Since 1992—16 years and counting—these elderly Korean women, former inafu, or “comfort women,” and their supporters have braved the elements—rain, sun, heat, and cold—to demonstrate each and every Wednesday at noon. Victims of the Japanese Imperial Army’s comfort-women system, these women were forced, some as young as 10 years old, to sexually service male soldiers from the Japanese armed forces throughout a complex network of state-run brothels in operation from 1931 to 1945—the period known in Japan as the 15 Years War. Originally, more than a dozen former comfort women attended the Wednesday demonstrations. But as the years have passed, their numbers have dwindled as age and sickness have taken its toll. They seek closure in the form of an apology and compensation from the Japanese government for its role in forcing them into sexual servitude during World War II. An apology they have been denied.
For the rest of the article:
http://www.chronogram.com/issue/2008/10/News+%26+Politics/Silence-Broken
Sad but true.
And let’s not forget: there were also plenty of Japanese comfort women. Not to mention what happened in Japan after the war with the Allied occupation. Mass rapes (~1,400 women were raped by Allied forces in the opening days of the occupation in the Tokyo-Kanagawa area alone, and that’s only the number of women who actually reported it to police), gang rapes, women pressed into prostitution. The vast majority of the rapes cases with Allied involvement never made it to a court for trial.
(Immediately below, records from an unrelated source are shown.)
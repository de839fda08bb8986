pub mod dashboard_service;
pub mod vendor_service;
use serde::Serialize;
use utoipa::ToSchema;

/// One point of the monthly time series. Months with zero sales are not
/// synthesized; gap-filling is left to the consumer.
#[derive(Debug, Clone, PartialEq, Serialize, ToSchema)]
pub struct MonthlySale {
    /// `YYYY-MM`
    pub label: String,
    pub value: i64,
}

#[derive(Debug, Clone, PartialEq, Serialize, ToSchema)]
pub struct ProductSale {
    pub code: String,
    pub name: String,
    pub color: String,
    pub total: i64,
}

#[derive(Debug, Clone, PartialEq, Serialize, ToSchema)]
pub struct PaginationMeta {
    pub total: i64,
    pub page: i64,
    pub limit: i64,
    pub total_pages: i64,
}

#[derive(Debug, Serialize, ToSchema)]
pub struct ProductSalesData {
    pub products: Vec<ProductSale>,
    #[serde(skip_serializing_if = "Option::is_none")]
    pub pagination: Option<PaginationMeta>,
}
use sea_orm::entity::prelude::*;

#[derive(Clone, Debug, PartialEq, DeriveEntityModel)]
#[sea_orm(table_name = "vendors")]
pub struct Model {
    #[sea_orm(primary_key, auto_increment = false)]
    pub id: String,
    pub name: String,
}

#[derive(Copy, Clone, Debug, EnumIter, DeriveRelation)]
pub enum Relation {
    #[sea_orm(has_many = "super::parent_products::Entity")]
    ParentProducts,
}

impl Related<super::parent_products::Entity> for Entity {
    fn to() -> RelationDef {
        Relation::ParentProducts.def()
    }
}

impl ActiveModelBehavior for ActiveModel {}
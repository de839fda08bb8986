use sea_orm::entity::prelude::*;

#[derive(Clone, Debug, PartialEq, DeriveEntityModel)]
#[sea_orm(table_name = "cart_items")]
pub struct Model {
    #[sea_orm(primary_key)]
    pub id: Uuid,
    pub order_id: String,
    // Plain reference, no FK: historical lines survive catalog deletes and
    // the aggregators drop lines they cannot join.
    pub product_id: String,
    pub item_count: i32,
    pub quantity: i32,
}

#[derive(Copy, Clone, Debug, EnumIter, DeriveRelation)]
pub enum Relation {
    #[sea_orm(
        belongs_to = "super::orders::Entity",
        from = "Column::OrderId",
        to = "super::orders::Column::Id"
    )]
    Orders,
    #[sea_orm(
        belongs_to = "super::parent_products::Entity",
        from = "Column::ProductId",
        to = "super::parent_products::Column::Id"
    )]
    ParentProducts,
}

impl Related<super::orders::Entity> for Entity {
    fn to() -> RelationDef {
        Relation::Orders.def()
    }
}

impl Related<super::parent_products::Entity> for Entity {
    fn to() -> RelationDef {
        Relation::ParentProducts.def()
    }
}

impl ActiveModelBehavior for ActiveModel {}
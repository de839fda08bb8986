use sea_orm::entity::prelude::*;

#[derive(Clone, Debug, PartialEq, DeriveEntityModel)]
#[sea_orm(table_name = "parent_products")]
pub struct Model {
    #[sea_orm(primary_key, auto_increment = false)]
    pub id: String,
    pub name: String,
    pub vendor_id: String,
}

#[derive(Copy, Clone, Debug, EnumIter, DeriveRelation)]
pub enum Relation {
    #[sea_orm(
        belongs_to = "super::vendors::Entity",
        from = "Column::VendorId",
        to = "super::vendors::Column::Id"
    )]
    Vendors,
}

impl Related<super::vendors::Entity> for Entity {
    fn to() -> RelationDef {
        Relation::Vendors.def()
    }
}

impl ActiveModelBehavior for ActiveModel {}
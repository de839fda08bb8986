use axum::{
    Router,
    http::{HeaderName, Request, Response, Uri},
    routing::get,
};
use tower::limit::ConcurrencyLimitLayer;
use tower_http::cors::CorsLayer;
use tower_http::limit::RequestBodyLimitLayer;
use tower_http::request_id::{MakeRequestUuid, PropagateRequestIdLayer, SetRequestIdLayer};
use tower_http::trace::TraceLayer;
use tracing_subscriber::{layer::SubscriberExt, util::SubscriberInitExt};

use std::{net::SocketAddr, time::Duration};

use vendor_sales_dashboard::{
    config::AppConfig,
    db::{create_orm_conn, run_migrations},
    error::AppError,
    middleware::audit,
    routes::{create_api_router, doc::scalar_docs, health},
    state::AppState,
};

#[tokio::main]
async fn main() -> anyhow::Result<()> {
    dotenvy::dotenv().ok();
    tracing_subscriber::registry()
        .with(
            tracing_subscriber::EnvFilter::try_from_default_env()
                .unwrap_or_else(|_| "info,vendor_sales_dashboard=debug".into()),
        )
        .with(tracing_subscriber::fmt::layer())
        .init();

    let config = AppConfig::from_env()?;
    let orm = create_orm_conn(&config.database_url).await?;
    run_migrations(&orm).await?;

    let state = AppState::new(orm);

    let api_router = create_api_router();
    let concurrency_limit_layer = ConcurrencyLimitLayer::new(100);

    let request_id_header = HeaderName::from_static("x-request-id");
    let trace_layer = TraceLayer::new_for_http()
        .make_span_with(|request: &Request<_>| {
            let request_id = request
                .headers()
                .get("x-request-id")
                .and_then(|value| value.to_str().ok())
                .unwrap_or("-");
            tracing::info_span!(
                "http_request",
                method = %request.method(),
                uri = %request.uri(),
                request_id = %request_id
            )
        })
        .on_request(|request: &Request<_>, _span: &tracing::Span| {
            let request_id = request
                .headers()
                .get("x-request-id")
                .and_then(|value| value.to_str().ok())
                .unwrap_or("-");
            tracing::info!(
                request_id = %request_id,
                method = %request.method(),
                uri = %request.uri(),
                "request started"
            );
        })
        .on_response(|response: &Response<_>, latency: Duration, _span: &tracing::Span| {
            tracing::info!(
                status = %response.status(),
                ms = %latency.as_millis(),
                "request finished"
            );
        });

    let app = Router::new()
        .route("/health", get(health::health_check))
        .nest("/api", api_router)
        .merge(scalar_docs())
        .fallback(not_found)
        .layer(axum::middleware::from_fn_with_state(
            state.clone(),
            audit::audit,
        ))
        .layer(trace_layer)
        .layer(PropagateRequestIdLayer::new(request_id_header.clone()))
        .layer(SetRequestIdLayer::new(request_id_header, MakeRequestUuid))
        .layer(CorsLayer::very_permissive())
        .layer(RequestBodyLimitLayer::new(1024 * 1024))
        .layer(concurrency_limit_layer)
        .with_state(state);

    let addr = SocketAddr::from((config.host.parse::<std::net::IpAddr>()?, config.port));
    tracing::info!("listening on {}", addr);

    axum::serve(
        tokio::net::TcpListener::bind(addr).await?,
        app.into_make_service_with_connect_info::<SocketAddr>(),
    )
    .await?;

    Ok(())
}

async fn not_found(uri: Uri) -> AppError {
    AppError::NotFound(format!("No route for {}", uri.path()))
}
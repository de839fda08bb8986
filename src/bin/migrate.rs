use vendor_sales_dashboard::{
    config::AppConfig,
    db::{create_orm_conn, run_migrations},
};

#[tokio::main]
async fn main() -> anyhow::Result<()> {
    dotenvy::dotenv().ok();
    let config = AppConfig::from_env()?;
    let conn = create_orm_conn(&config.database_url).await?;
    run_migrations(&conn).await?;
    println!("Migrations applied");
    Ok(())
}
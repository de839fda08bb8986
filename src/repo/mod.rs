//! Repository seams between the aggregation engine and the store. The
//! services only see these traits; production wires the Postgres
//! implementations, tests wire [`memory::MemoryStore`].

use async_trait::async_trait;

use crate::error::AppResult;
use crate::models::{OrderRecord, ProductRecord, Vendor, VendorId};

pub mod memory;
pub mod postgres;

#[async_trait]
pub trait VendorRepository: Send + Sync {
    /// All vendors, sorted by name ascending.
    async fn list(&self) -> AppResult<Vec<Vendor>>;

    async fn find_by_id(&self, id: &VendorId) -> AppResult<Option<Vendor>>;
}

#[async_trait]
pub trait OrderRepository: Send + Sync {
    /// Every order with its cart lines. Orders and lines are read-only from
    /// this system's perspective.
    async fn orders_with_lines(&self) -> AppResult<Vec<OrderRecord>>;
}

#[async_trait]
pub trait ProductRepository: Send + Sync {
    /// The full product catalog; the pipeline scopes it per vendor.
    async fn catalog(&self) -> AppResult<Vec<ProductRecord>>;
}
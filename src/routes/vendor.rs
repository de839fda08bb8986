use axum::{Json, Router, extract::State, routing::get};

use crate::{
    error::AppResult, models::Vendor, response::ApiResponse, services::vendor_service,
    state::AppState,
};

pub fn router() -> Router<AppState> {
    Router::new().route("/", get(list_vendors))
}

#[utoipa::path(
    get,
    path = "/api/vendor",
    responses(
        (status = 200, description = "All vendors, sorted by name", body = ApiResponse<Vec<Vendor>>)
    ),
    tag = "Vendors"
)]
pub async fn list_vendors(
    State(state): State<AppState>,
) -> AppResult<Json<ApiResponse<Vec<Vendor>>>> {
    let response = vendor_service::list_vendors(state.vendors.as_ref()).await?;
    Ok(Json(response))
}
//! `examcrop regions`: print what the layout engine finds in one PDF.

use std::path::PathBuf;

use colored::Colorize;
use examcrop_core::{BoundingBox, QuestionRegion, SolutionRegion};
use pdf::PdfDocument;
use serde::Serialize;

use crate::prelude::{println, *};

#[derive(Debug, clap::Args, Clone)]
pub struct RegionsOptions {
    /// Path to the PDF file
    pub path: PathBuf,

    /// Treat the document as a solutions PDF
    #[arg(long)]
    pub solutions: bool,

    /// Output as JSON
    #[arg(long)]
    pub json: bool,
}

#[derive(Debug, Serialize)]
#[serde(untagged)]
pub enum RegionsOutput {
    Questions(Vec<QuestionRegion>),
    Solutions(Vec<SolutionRegion>),
}

pub fn regions_data(bytes: &[u8], solutions: bool) -> Result<RegionsOutput> {
    let doc = PdfDocument::from_bytes(bytes).map_err(|e| eyre!(e))?;
    Ok(if solutions {
        RegionsOutput::Solutions(doc.solution_regions())
    } else {
        RegionsOutput::Questions(doc.question_regions())
    })
}

pub fn run(options: RegionsOptions, global: &crate::Global) -> Result<()> {
    if global.verbose {
        println!("Reading {}...", options.path.display());
    }

    let bytes = std::fs::read(&options.path)
        .wrap_err_with(|| format!("failed to read {}", options.path.display()))?;
    let output = regions_data(&bytes, options.solutions)?;

    if options.json {
        println!("{}", serde_json::to_string_pretty(&output)?);
    } else {
        println!("{}", format_regions_text(&output));
    }

    Ok(())
}

fn format_bbox(b: &BoundingBox) -> String {
    if b.is_finite() {
        format!("({:.1}, {:.1}) - ({:.1}, {:.1})", b.x0, b.y0, b.x1, b.y1)
    } else {
        "(empty)".to_string()
    }
}

fn format_regions_text(output: &RegionsOutput) -> String {
    let mut table = new_table();

    match output {
        RegionsOutput::Questions(questions) => {
            if questions.is_empty() {
                return "No questions found.".yellow().to_string();
            }
            table.add_row(prettytable::row!["#", "Page", "Box", "Choices"]);
            for q in questions {
                let letters: Vec<String> = q.choices.iter().map(|c| c.letter.to_string()).collect();
                table.add_row(prettytable::row![
                    q.number,
                    q.page,
                    format_bbox(&q.bbox),
                    letters.join(" ")
                ]);
            }
        }
        RegionsOutput::Solutions(solutions) => {
            if solutions.is_empty() {
                return "No solutions found.".yellow().to_string();
            }
            table.add_row(prettytable::row!["#", "Page", "Box", "Lines"]);
            for s in solutions {
                table.add_row(prettytable::row![
                    s.number,
                    s.page,
                    format_bbox(&s.bbox),
                    s.content_lines.len()
                ]);
            }
        }
    }

    table.to_string()
}

#[cfg(test)]
mod tests {
    use super::*;
    use crate::fixtures::{sample_solution_pdf, sample_test_pdf};

    #[test]
    fn test_regions_data_questions() {
        let RegionsOutput::Questions(questions) = regions_data(&sample_test_pdf(), false).unwrap()
        else {
            panic!("expected questions");
        };
        assert_eq!(questions.len(), 1);
        assert_eq!(questions[0].choices.len(), 4);
    }

    #[test]
    fn test_regions_data_solutions() {
        let RegionsOutput::Solutions(solutions) = regions_data(&sample_solution_pdf(), true).unwrap()
        else {
            panic!("expected solutions");
        };
        assert_eq!(solutions[0].content_lines, vec!["1. Answer: B"]);
    }

    #[test]
    fn test_text_table_lists_choices() {
        let output = regions_data(&sample_test_pdf(), false).unwrap();
        let text = format_regions_text(&output);
        assert!(text.contains("A B C D"));
        assert!(text.contains("(72.0, "));
    }

    #[test]
    fn test_json_is_untagged_list() {
        let output = regions_data(&sample_solution_pdf(), true).unwrap();
        let json: serde_json::Value = serde_json::to_value(&output).unwrap();
        assert_eq!(json[0]["number"], 1);
    }

    #[test]
    fn test_format_empty_bbox() {
        assert_eq!(format_bbox(&BoundingBox::EMPTY), "(empty)");
    }
}
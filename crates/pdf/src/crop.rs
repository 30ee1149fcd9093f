//! Cropping regions out of rendered pages.
//!
//! A [`Cropper`] renders each page at most once per document and cuts
//! region boxes out of the cached bitmap. Nothing here fails: a bad box or a
//! render error yields [`CropOutcome::Blank`] with the reason, and the caller
//! writes a placeholder.

use std::collections::HashMap;
use std::io::Cursor;

use examcrop_core::plan::BlankReason;
use examcrop_core::BoundingBox;
use image::{imageops, ImageFormat, Rgb, RgbImage};

use crate::raster::Rasterizer;
use crate::PdfError;

/// Default placeholder size in pixels.
pub const BLANK_WIDTH: u32 = 800;
pub const BLANK_HEIGHT: u32 = 600;

#[derive(Debug, Clone)]
pub enum CropOutcome {
    Image(RgbImage),
    Blank(BlankReason),
}

/// Integer pixel window `(x, y, width, height)` of `bbox` on a page rendered
/// at `zoom` into an `image_w` x `image_h` bitmap.
///
/// Coordinates are scaled, truncated toward zero and clamped to the image.
/// Returns `None` when nothing of the box survives.
pub fn pixel_window(
    bbox: &BoundingBox,
    zoom: f32,
    image_w: u32,
    image_h: u32,
) -> Option<(u32, u32, u32, u32)> {
    if !bbox.is_finite() || !bbox.has_area() {
        return None;
    }

    let scaled = bbox.scale(zoom);
    let clamp = |v: f32, max: u32| -> u32 {
        if v <= 0.0 {
            0
        } else {
            (v as u32).min(max)
        }
    };

    let x0 = clamp(scaled.x0, image_w);
    let y0 = clamp(scaled.y0, image_h);
    let x1 = clamp(scaled.x1, image_w);
    let y1 = clamp(scaled.y1, image_h);

    if x1 <= x0 || y1 <= y0 {
        return None;
    }
    Some((x0, y0, x1 - x0, y1 - y0))
}

/// A white `width` x `height` image.
pub fn blank_placeholder(width: u32, height: u32) -> RgbImage {
    RgbImage::from_pixel(width.max(1), height.max(1), Rgb([255, 255, 255]))
}

pub fn encode_png(image: &RgbImage) -> Result<Vec<u8>, PdfError> {
    let mut buf = Cursor::new(Vec::new());
    image
        .write_to(&mut buf, ImageFormat::Png)
        .map_err(|e| PdfError::Render(format!("PNG encoding failed: {}", e)))?;
    Ok(buf.into_inner())
}

/// Crops regions out of one document's pages.
pub struct Cropper<'a> {
    rasterizer: &'a dyn Rasterizer,
    pdf: &'a [u8],
    zoom: f32,
    /// Rendered pages, or the render error message, by 0-based index.
    pages: HashMap<usize, Result<RgbImage, String>>,
}

impl<'a> Cropper<'a> {
    pub fn new(rasterizer: &'a dyn Rasterizer, pdf: &'a [u8], zoom: f32) -> Self {
        Cropper {
            rasterizer,
            pdf,
            zoom,
            pages: HashMap::new(),
        }
    }

    fn page(&mut self, page: usize) -> &Result<RgbImage, String> {
        let (rasterizer, pdf, zoom) = (self.rasterizer, self.pdf, self.zoom);
        self.pages.entry(page).or_insert_with(|| {
            rasterizer.render_page(pdf, page, zoom).map_err(|e| {
                log::warn!("rendering page {} failed: {}", page, e);
                e.to_string()
            })
        })
    }

    pub fn crop(&mut self, page: usize, bbox: &BoundingBox) -> CropOutcome {
        if !bbox.is_finite() || !bbox.has_area() {
            return CropOutcome::Blank(BlankReason::InvalidBox);
        }

        let zoom = self.zoom;
        let image = match self.page(page) {
            Ok(image) => image,
            Err(msg) => return CropOutcome::Blank(BlankReason::RenderFailed(msg.clone())),
        };

        match pixel_window(bbox, zoom, image.width(), image.height()) {
            Some((x, y, w, h)) => CropOutcome::Image(imageops::crop_imm(image, x, y, w, h).to_image()),
            None => {
                log::debug!("box {:?} falls outside page {}", bbox, page);
                CropOutcome::Blank(BlankReason::InvalidBox)
            }
        }
    }
}
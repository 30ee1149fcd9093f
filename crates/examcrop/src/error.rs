/// Failures that reach the caller. Everything scoped to a single region
/// degrades to a blank image instead and never shows up here.
#[derive(thiserror::Error, Debug, serde::Deserialize, serde::Serialize)]
pub enum Error {
    #[error("Could not open {document} PDF: {reason}")]
    SourcePdf { document: String, reason: String },

    #[error("Archive write failed: {0}")]
    Archive(String),

    #[error("Missing upload: {0}")]
    MissingUpload(String),

    #[error("Not a PDF: {0}")]
    NotPdf(String),
}

impl Error {
    /// Whether the caller sent a bad request, as opposed to the run failing.
    pub fn is_client_error(&self) -> bool {
        matches!(self, Error::MissingUpload(_) | Error::NotPdf(_))
    }
}

impl From<std::io::Error> for Error {
    fn from(e: std::io::Error) -> Self {
        Error::Archive(e.to_string())
    }
}

impl From<zip::result::ZipError> for Error {
    fn from(e: zip::result::ZipError) -> Self {
        Error::Archive(e.to_string())
    }
}
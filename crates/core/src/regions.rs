//! Region accumulation: the single-pass state machines that turn classified
//! lines into question, choice and solution regions.
//!
//! Each page gets its own accumulator. Lines are fed top to bottom; a marker
//! line closes whatever is open and opens a new region, a continuation line
//! grows the open regions. Nothing carries over from one page to the next,
//! so a question whose choices spill onto the following page is cut at the
//! page boundary.
//!
//! ```text
//! Word[] -> Line[] -> classify -> QuestionAccumulator -> QuestionRegion[]
//!                              -> SolutionAccumulator -> SolutionRegion[]
//! ```

use log::debug;

use crate::lines::{group_words_into_lines, Line};
use crate::marker::{classify, question_number, Marker};
use crate::types::{ChoiceRegion, QuestionRegion, SolutionRegion, Word};

/// The words of one page, keyed by its 0-based page index.
pub type PageWords = (usize, Vec<Word>);

// ---------------------------------------------------------------------------
// Question mode
// ---------------------------------------------------------------------------

/// Per-page state machine for the test document.
#[derive(Debug)]
pub struct QuestionAccumulator {
    page: usize,
    current_question: Option<QuestionRegion>,
    current_choice: Option<ChoiceRegion>,
    finished: Vec<QuestionRegion>,
}

impl QuestionAccumulator {
    pub fn new(page: usize) -> Self {
        QuestionAccumulator {
            page,
            current_question: None,
            current_choice: None,
            finished: Vec::new(),
        }
    }

    pub fn push_line(&mut self, line: &Line) {
        let text = line.text();
        let extent = line.bbox();

        match classify(&text) {
            Marker::Question(number) => {
                self.close_question();
                debug!("page {}: question {} opens", self.page, number);
                self.current_question = Some(QuestionRegion {
                    number,
                    page: self.page,
                    bbox: extent,
                    choices: Vec::new(),
                });
            }
            Marker::Choice(letter) => {
                if self.current_question.is_none() {
                    debug!("page {}: choice {} before any question, dropped", self.page, letter);
                    return;
                }
                self.close_choice();
                self.current_choice = Some(ChoiceRegion {
                    letter,
                    bbox: extent,
                });
            }
            Marker::Continuation => {
                let Some(question) = self.current_question.as_mut() else {
                    return;
                };
                question.bbox.extend(&extent);
                if let Some(choice) = self.current_choice.as_mut() {
                    choice.bbox.extend(&extent);
                }
            }
        }
    }

    fn close_choice(&mut self) {
        if let Some(choice) = self.current_choice.take() {
            if let Some(question) = self.current_question.as_mut() {
                question.choices.push(choice);
            }
        }
    }

    fn close_question(&mut self) {
        self.close_choice();
        if let Some(question) = self.current_question.take() {
            self.finished.push(question);
        }
    }

    /// Close everything still open and hand over the page's regions.
    pub fn finish(mut self) -> Vec<QuestionRegion> {
        self.close_question();
        self.finished
    }
}

/// Segment one page of the test document.
pub fn segment_question_page(page: usize, words: Vec<Word>) -> Vec<QuestionRegion> {
    let mut acc = QuestionAccumulator::new(page);
    for line in group_words_into_lines(words) {
        acc.push_line(&line);
    }
    acc.finish()
}

/// Run question segmentation over every page, then drop any choice that is
/// not `A`-`D`.
pub fn extract_question_regions<I>(pages: I) -> Vec<QuestionRegion>
where
    I: IntoIterator<Item = PageWords>,
{
    let mut questions: Vec<QuestionRegion> = pages
        .into_iter()
        .flat_map(|(page, words)| segment_question_page(page, words))
        .collect();

    for question in &mut questions {
        retain_standard_choices(&mut question.choices);
    }
    questions
}

/// Keep only choices lettered `A`-`D`, preserving their order.
pub fn retain_standard_choices(choices: &mut Vec<ChoiceRegion>) {
    choices.retain(|c| c.letter.is_standard());
}

// ---------------------------------------------------------------------------
// Solution mode
// ---------------------------------------------------------------------------

/// Per-page state machine for the solution document. Only numbered markers
/// open regions; everything else, lettered lines included, is content.
#[derive(Debug)]
pub struct SolutionAccumulator {
    page: usize,
    current: Option<SolutionRegion>,
    finished: Vec<SolutionRegion>,
}

impl SolutionAccumulator {
    pub fn new(page: usize) -> Self {
        SolutionAccumulator {
            page,
            current: None,
            finished: Vec::new(),
        }
    }

    pub fn push_line(&mut self, line: &Line) {
        let text = line.text();
        let extent = line.bbox();

        if let Some(number) = question_number(&text) {
            self.close();
            debug!("page {}: solution {} opens", self.page, number);
            self.current = Some(SolutionRegion {
                number,
                page: self.page,
                bbox: extent,
                content_lines: vec![text],
            });
        } else if let Some(solution) = self.current.as_mut() {
            solution.bbox.extend(&extent);
            solution.content_lines.push(text);
        }
    }

    fn close(&mut self) {
        if let Some(solution) = self.current.take() {
            self.finished.push(solution);
        }
    }

    pub fn finish(mut self) -> Vec<SolutionRegion> {
        self.close();
        self.finished
    }
}

pub fn segment_solution_page(page: usize, words: Vec<Word>) -> Vec<SolutionRegion> {
    let mut acc = SolutionAccumulator::new(page);
    for line in group_words_into_lines(words) {
        acc.push_line(&line);
    }
    acc.finish()
}

pub fn extract_solution_regions<I>(pages: I) -> Vec<SolutionRegion>
where
    I: IntoIterator<Item = PageWords>,
{
    pages
        .into_iter()
        .flat_map(|(page, words)| segment_solution_page(page, words))
        .collect()
}

/// First solution entry numbered `number`.
pub fn find_solution(solutions: &[SolutionRegion], number: u32) -> Option<&SolutionRegion> {
    solutions.iter().find(|s| s.number == number)
}

// ---------------------------------------------------------------------------
// Tests
// ---------------------------------------------------------------------------
//! Output slot numbering.
//!
//! Every question owns a block of ten numbered image slots so consumers can
//! address any asset by arithmetic from the question's base index:
//!
//! | offset | slot |
//! |--------|------|
//! | 0      | question stem |
//! | 1-4    | choices A-D |
//! | 5      | worked solution |
//! | 6-9    | blank fillers |
//!
//! The base index is `n * 10` for questions 1-9 and `n * 100` from question
//! 10 on. File names are the slot index zero-padded to six digits followed
//! by the archive's base name: `000015_2024_Feb_Reg_Geometry_Indiv.png`.
//! Question numbers above [`MAX_QUESTION_NUMBER`] would need a seventh digit,
//! so the marker classifier never produces them.

use std::fmt;

use serde::{Deserialize, Serialize};

use crate::types::ChoiceLetter;

pub const SLOTS_PER_QUESTION: u32 = 10;
pub const FILLER_SLOTS: u8 = 4;
const INDEX_WIDTH: usize = 6;

/// Largest question number whose slots still fit in six digits.
pub const MAX_QUESTION_NUMBER: u32 = 9999;

#[derive(Debug, Clone, Copy, PartialEq, Eq, Serialize, Deserialize)]
pub enum Slot {
    Question,
    Choice(ChoiceLetter),
    Solution,
    /// 0-based filler position, `0..FILLER_SLOTS`.
    Filler(u8),
}

impl Slot {
    pub fn offset(&self) -> u32 {
        match self {
            Slot::Question => 0,
            Slot::Choice(letter) => match letter {
                ChoiceLetter::A => 1,
                ChoiceLetter::B => 2,
                ChoiceLetter::C => 3,
                ChoiceLetter::D => 4,
                // E never gets a slot; it shares D's position if forced.
                ChoiceLetter::E => 4,
            },
            Slot::Solution => 5,
            Slot::Filler(i) => 6 + u32::from(*i),
        }
    }
}

impl fmt::Display for Slot {
    fn fmt(&self, f: &mut fmt::Formatter<'_>) -> fmt::Result {
        match self {
            Slot::Question => write!(f, "question"),
            Slot::Choice(letter) => write!(f, "choice {}", letter),
            Slot::Solution => write!(f, "solution"),
            Slot::Filler(i) => write!(f, "filler {}", i + 1),
        }
    }
}

pub fn base_index(question_number: u32) -> u32 {
    if question_number < 10 {
        question_number * 10
    } else {
        question_number * 100
    }
}

/// Callers keep `question_number` at or below [`MAX_QUESTION_NUMBER`].
pub fn slot_index(question_number: u32, slot: Slot) -> u32 {
    base_index(question_number) + slot.offset()
}

pub fn slot_file_name(question_number: u32, slot: Slot, base_name: &str) -> String {
    format!(
        "{:0width$}_{}.png",
        slot_index(question_number, slot),
        base_name,
        width = INDEX_WIDTH
    )
}

#[cfg(test)]
mod tests {
    use super::*;

    #[test]
    fn test_base_index_switches_at_ten() {
        assert_eq!(base_index(1), 10);
        assert_eq!(base_index(9), 90);
        assert_eq!(base_index(10), 1000);
        assert_eq!(base_index(25), 2500);
    }

    #[test]
    fn test_slot_offsets() {
        assert_eq!(Slot::Question.offset(), 0);
        assert_eq!(Slot::Choice(ChoiceLetter::A).offset(), 1);
        assert_eq!(Slot::Choice(ChoiceLetter::D).offset(), 4);
        assert_eq!(Slot::Solution.offset(), 5);
        assert_eq!(Slot::Filler(0).offset(), 6);
        assert_eq!(Slot::Filler(FILLER_SLOTS - 1).offset(), SLOTS_PER_QUESTION - 1);
    }

    #[test]
    fn test_file_names() {
        assert_eq!(
            slot_file_name(1, Slot::Question, "2024_Feb_Reg_Geometry_Indiv"),
            "000010_2024_Feb_Reg_Geometry_Indiv.png"
        );
        assert_eq!(
            slot_file_name(1, Slot::Solution, "x"),
            "000015_x.png"
        );
        assert_eq!(
            slot_file_name(12, Slot::Choice(ChoiceLetter::C), "x"),
            "001203_x.png"
        );
    }

    #[test]
    fn test_largest_question_keeps_six_digits() {
        let name = slot_file_name(MAX_QUESTION_NUMBER, Slot::Filler(FILLER_SLOTS - 1), "x");
        assert_eq!(name, "999909_x.png");
    }

    #[test]
    fn test_no_collisions_across_questions() {
        let mut seen = std::collections::HashSet::new();
        for n in 1..=60 {
            for offset in 0..SLOTS_PER_QUESTION {
                assert!(seen.insert(base_index(n) + offset), "collision at q{n}+{offset}");
            }
        }
    }
}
Professor Tanaka Yuki wrote a very good book on the issue “Japan’s Comfort Women”. The book deals with the sex slaves which were forced into service by the Japanese military, but also with the Japanese women after the war, who were preyed upon by Allied soldiers, or who ended up drafted into the sex trade by the governmental controlled and Allied approved “Recreation and Amusement Association”.
Many of the incidents are confirmed by Allied Military Police officers. But, as an Australian officer wrote, even if the MP would arrest a rapist -cases with Allied involvement meant that the Japanese police had no jurisdiction- then any verdict thrown upon him in Japan would usually not survive the inspection back home.
Allied forces must have raped thousands of women, just like Japanese soldiers have raped thousands of Asian women. But we only know about a few of them, because not every rape victim reports the crime to the police (even today).
Oh snap…
So there WAS a strong reason behind the creation of the stereotypes about the Japanese being perverts… It probably originated from things like this. Well, the article was very interesting, and sure as heck fits the theme of the dark side of Japan.
This is outrageous, each and single offender soldier who commit a rape should face his actions to make him fully understand the gravity of rape. These criminals should face the maximum penalty.
It’s the responsabilty of the Japanese governement to establish a drastic law and bring to justice any American soldier who commit a crime or a felony in Japan, which is not the case till today.